Is there anything else that are potential issues?

isaacsas avatar Mar 08 '21 22:03 isaacsas

We regards to those two, we would like to head towards allowing spatial structures, so including compartments in some way would ultimately make sense. I'm not sure if the best approach right now is to add a compartment(s) field/tag, or instead expecting users to build separate ReactionSystems for each compartment and then using the newer compositional modeling functionality of ModelingToolkit to link the systems together. (We don't yet support this in Catalyst for ReactionSystems, but I hope we can get it going soon.)

With regards to volumes; can't the Reactions be generated with a volume parameter in the rate constants, which if set to one allows for units of concentration but otherwise when given a dimensional value converts the rate constant to units of probability per time when used in stochastic simulations? Or is it more complicated in what SBML could provide us?

Finally, what were the stochastic simulation issues you were encountering (or was it just this volume/compartment issue)?

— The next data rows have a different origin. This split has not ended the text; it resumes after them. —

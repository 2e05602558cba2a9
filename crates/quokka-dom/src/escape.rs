//! Character reference escaping and unescaping.
//!
//! Only the five predefined XML entities (plus the `&#39;` form for the
//! apostrophe) are supported, in both directions. Unknown character
//! references pass through unchanged.

/// Escape the characters `&`, `<`, `>`, `"` and `'` for safe embedding in
/// markup.
///
/// [Extensible Markup Language § 4.6 Predefined Entities](https://www.w3.org/TR/xml/#sec-predefined-ent)
///
/// The apostrophe is written as `&#39;` rather than `&apos;` for
/// compatibility with HTML serializers.
#[must_use]
pub fn xml_escape(value: &str) -> String {
    let mut out = String::with_capacity(value.len());
    for ch in value.chars() {
        match ch {
            '&' => out.push_str("&amp;"),
            '<' => out.push_str("&lt;"),
            '>' => out.push_str("&gt;"),
            '"' => out.push_str("&quot;"),
            '\'' => out.push_str("&#39;"),
            _ => out.push(ch),
        }
    }
    out
}

/// Replace the predefined character references (`&amp;`, `&lt;`, `&gt;`,
/// `&quot;`, `&apos;` and `&#39;`) with their characters.
///
/// Anything else that looks like a character reference is left as-is, so
/// malformed input survives a parse/serialize round trip.
#[must_use]
pub fn xml_unescape(value: &str) -> String {
    if !value.contains('&') {
        return value.to_string();
    }
    let mut out = String::with_capacity(value.len());
    let mut rest = value;
    while let Some(pos) = rest.find('&') {
        out.push_str(&rest[..pos]);
        rest = &rest[pos..];
        let mut matched = false;
        for (entity, ch) in [
            ("&amp;", '&'),
            ("&lt;", '<'),
            ("&gt;", '>'),
            ("&quot;", '"'),
            ("&apos;", '\''),
            ("&#39;", '\''),
        ] {
            if rest.starts_with(entity) {
                out.push(ch);
                rest = &rest[entity.len()..];
                matched = true;
                break;
            }
        }
        if !matched {
            out.push('&');
            rest = &rest[1..];
        }
    }
    out.push_str(rest);
    out
}

#[cfg(test)]
mod tests {
    use super::*;

    #[test]
    fn escape_all_special_characters() {
        assert_eq!(
            xml_escape(r#"<b>"&'</b>"#),
            "&lt;b&gt;&quot;&amp;&#39;&lt;/b&gt;"
        );
    }

    #[test]
    fn unescape_both_apostrophe_forms() {
        assert_eq!(xml_unescape("&apos;x&#39;"), "'x'");
    }

    #[test]
    fn unknown_references_pass_through() {
        assert_eq!(xml_unescape("&nbsp; & &ampx"), "&nbsp; & &ampx");
    }

    #[test]
    fn round_trip() {
        let original = "1 < 2 && 3 > 2";
        assert_eq!(xml_unescape(&xml_escape(original)), original);
    }
}
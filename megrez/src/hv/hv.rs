// Copyright 2024 Google LLC
//
// Licensed under the Apache License, Version 2.0 (the "License");
// you may not use this file except in compliance with the License.
// You may obtain a copy of the License at
//
//     https://www.apache.org/licenses/LICENSE-2.0
//
// Unless required by applicable law or agreed to in writing, software
// distributed under the License is distributed on an "AS IS" BASIS,
// WITHOUT WARRANTIES OR CONDITIONS OF ANY KIND, either express or implied.
// See the License for the specific language governing permissions and
// limitations under the License.

#[cfg(test)]
pub(crate) mod test;

use std::fmt::Debug;

use snafu::Snafu;

use crate::errors::{DebugTrace, trace_error};

#[trace_error]
#[derive(Snafu, DebugTrace)]
#[snafu(module, context(suffix(false)))]
pub enum Error {
    #[snafu(display("Failed to map guest memory at {addr:#x}, size {size:#x}"))]
    MapGuest {
        addr: u64,
        size: u64,
        error: std::io::Error,
    },
    #[snafu(display("Failed to inject vector {vector:#x} into vcpu {vcpu:#x}"))]
    Inject {
        vcpu: u64,
        vector: u8,
        error: std::io::Error,
    },
}

pub type Result<T, E = Error> = std::result::Result<T, E>;

/// A trapped I/O instruction, as decoded by the exit-handling loop.
///
/// `write` is `Some(val)` for an OUT and `None` for an IN. For an OUT the
/// value has already been sent to real hardware unless the handler asks for
/// it to be discarded; for an IN the hardware-sourced value stands unless the
/// handler substitutes one.
#[derive(Debug, Clone, Copy, PartialEq, Eq)]
pub struct IoAccess {
    pub port: u16,
    pub write: Option<u32>,
    pub size: u8,
}

/// Raw port access to real hardware.
pub trait PortIo: Debug + Send + Sync + 'static {
    fn read(&self, port: u16, size: u8) -> u32;
    fn write(&self, port: u16, size: u8, val: u32);
}

/// A host view of mapped guest pages.
pub trait MappedPages: Debug + Send + Sync + 'static {
    fn bytes(&self) -> &[u8];
}

impl MappedPages for Box<[u8]> {
    fn bytes(&self) -> &[u8] {
        self
    }
}

/// Maps guest memory into the hypervisor's address space.
pub trait GuestMem: Debug + Send + Sync + 'static {
    fn map_gpa(&self, gpa: u64, size: u64) -> Result<Box<dyn MappedPages>>;
    fn map_gva(&self, gva: u64, size: u64) -> Result<Box<dyn MappedPages>>;
}

/// Posts an external interrupt into a virtual CPU.
pub trait IntrSender: Debug + Send + Sync + 'static {
    fn send(&self, vcpu: u64, vector: u8) -> Result<()>;
}
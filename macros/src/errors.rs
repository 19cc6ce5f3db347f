// Copyright 2024 Google LLC
//
// Licensed under the Apache License, Version 2.0 (the "License");
// you may not use this file except in compliance with the License.
// You may obtain a copy of the License at
//
//     https://www.apache.org/licenses/LICENSE-2.0
//
// Unless required by applicable law or agreed to in writing, software
// distributed under the License is distributed on an "AS IS" BASIS,
// WITHOUT WARRANTIES OR CONDITIONS OF ANY KIND, either express or implied.
// See the License for the specific language governing permissions and
// limitations under the License.

use proc_macro::TokenStream;
use quote::quote;
use syn::parse::{Parse, Parser};
use syn::{DeriveInput, GenericArgument, PathArguments, Type, parse_macro_input, parse_quote};

fn boxed_inner_type(ty: &Type) -> Option<&Type> {
    let Type::Path(path) = ty else {
        return None;
    };
    let first = path.path.segments.first()?;
    if first.ident != "Box" {
        return None;
    }
    let PathArguments::AngleBracketed(args) = &first.arguments else {
        return None;
    };
    let GenericArgument::Type(inner) = args.args.first()? else {
        return None;
    };
    // Trait objects keep their explicit Box in the context selector.
    if matches!(inner, Type::TraitObject(_)) {
        None
    } else {
        Some(inner)
    }
}

pub fn trace_error(_attr: TokenStream, item: TokenStream) -> TokenStream {
    let mut input = parse_macro_input!(item as DeriveInput);
    let syn::Data::Enum(data) = &mut input.data else {
        panic!("trace_error applies to enums only")
    };
    for variant in data.variants.iter_mut() {
        if matches!(variant.fields, syn::Fields::Unit) {
            variant.fields =
                syn::Fields::Named(syn::FieldsNamed::parse.parse2(quote! {{}}).unwrap());
        }
        let syn::Fields::Named(fields) = &mut variant.fields else {
            panic!("tuple variants are not supported")
        };
        fields.named.push(
            syn::Field::parse_named
                .parse2(quote! {#[snafu(implicit)] _location: ::snafu::Location})
                .unwrap(),
        );
        let cause = fields.named.iter_mut().find(|f| {
            let name = f.ident.as_ref().unwrap();
            name == "source" || name == "error"
        });
        if let Some(cause) = cause {
            if let Some(inner) = boxed_inner_type(&cause.ty) {
                cause
                    .attrs
                    .push(parse_quote! {#[snafu(source(from(#inner, Box::new)))]});
            } else {
                cause.attrs.push(parse_quote! {#[snafu(source)]});
            }
        }
    }

    quote! { #input }.into()
}

pub fn derive_debug_trace(input: TokenStream) -> TokenStream {
    let mut input = parse_macro_input!(input as DeriveInput);
    let name = &input.ident;
    let syn::Data::Enum(data) = &mut input.data else {
        panic!("DebugTrace applies to enums only")
    };
    let mut arms = vec![];
    for variant in data.variants.iter_mut() {
        let syn::Fields::Named(fields) = &mut variant.fields else {
            panic!("tuple variants are not supported")
        };
        let cfg_attrs = variant
            .attrs
            .iter()
            .filter(|attr| attr.path().is_ident("cfg"))
            .collect::<Vec<_>>();
        let has_field = |name: &str| {
            fields
                .named
                .iter()
                .any(|f| f.ident.as_ref().unwrap() == name)
        };

        let variant_name = &variant.ident;
        let arm = if has_field("source") {
            quote! {
                #(#cfg_attrs)*
                #name::#variant_name {_location, source, ..} => {
                    let level = source.debug_trace(f)?;
                    writeln!(f, "{level}: {self}, at {_location}")?;
                    Ok(level + 1)
                }
            }
        } else if has_field("error") {
            quote! {
                #(#cfg_attrs)*
                #name::#variant_name {_location, error, ..} => {
                    writeln!(f, "0: {error}")?;
                    writeln!(f, "1: {self}, at {_location}")?;
                    Ok(2)
                }
            }
        } else {
            quote! {
                #(#cfg_attrs)*
                #name::#variant_name {_location, .. } => {
                    writeln!(f, "0: {self}, at {_location}")?;
                    Ok(1)
                }
            }
        };
        arms.push(arm);
    }

    quote! {
        impl DebugTrace for #name {
            #[inline(never)]
            fn debug_trace(&self, f: &mut ::std::fmt::Formatter<'_>) -> ::std::result::Result<u32, ::std::fmt::Error> {
                match self {
                    #(#arms)*
                }
            }
        }

        impl ::std::fmt::Debug for #name {
            fn fmt(&self, f: &mut ::std::fmt::Formatter<'_>) -> ::std::fmt::Result {
                writeln!(f, "{self}")?;
                DebugTrace::debug_trace(self, f)?;
                Ok(())
            }
        }
    }
    .into()
}
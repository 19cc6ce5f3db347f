// Copyright 2024 Google LLC
//
// Licensed under the Apache License, Version 2.0 (the "License");
// you may not use this file except in compliance with the License.
// You may obtain a copy of the License at
//
//     https://www.apache.org/licenses/LICENSE-2.0
//
// Unless required by applicable law or agreed to in writing, software
// distributed under the License is distributed on an "AS IS" BASIS,
// WITHOUT WARRANTIES OR CONDITIONS OF ANY KIND, either express or implied.
// See the License for the specific language governing permissions and
// limitations under the License.

use std::error::Error;
use std::fmt;

pub use macros::{DebugTrace, trace_error};

pub trait DebugTrace: Error {
    fn debug_trace(&self, f: &mut fmt::Formatter) -> Result<u32, fmt::Error>;
}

isaacsas avatar Mar 08 '21 22:03 isaacsas

Thank you very much for helping with our SBML efforts! Greatly appreciated.

First, I have to ask the following: what is the dimension of kinetic laws in a ReactionSystem? My understanding was that it is 1/time. SBML and afaik BNGL handle it that way. They do so, because otherwise handling compartments of different size would become very cumbersome. What is the dimension of a variable? To me it seems implicitly assumed that it is a number (or equivalently, a concentration, where the assumption for microscopic to macroscopic rate law conversion is made that N_avogadro = 1/Volume, for instance N_avogadro = Volume = 1).

Second, I should maybe mention that a SBML species is a particle in a compartment. So if particle A moves from compartment X to compartment Y it becomes a different SBML species. The modeller would have to assign different names to A in different compartments, for instance A_x and A_y.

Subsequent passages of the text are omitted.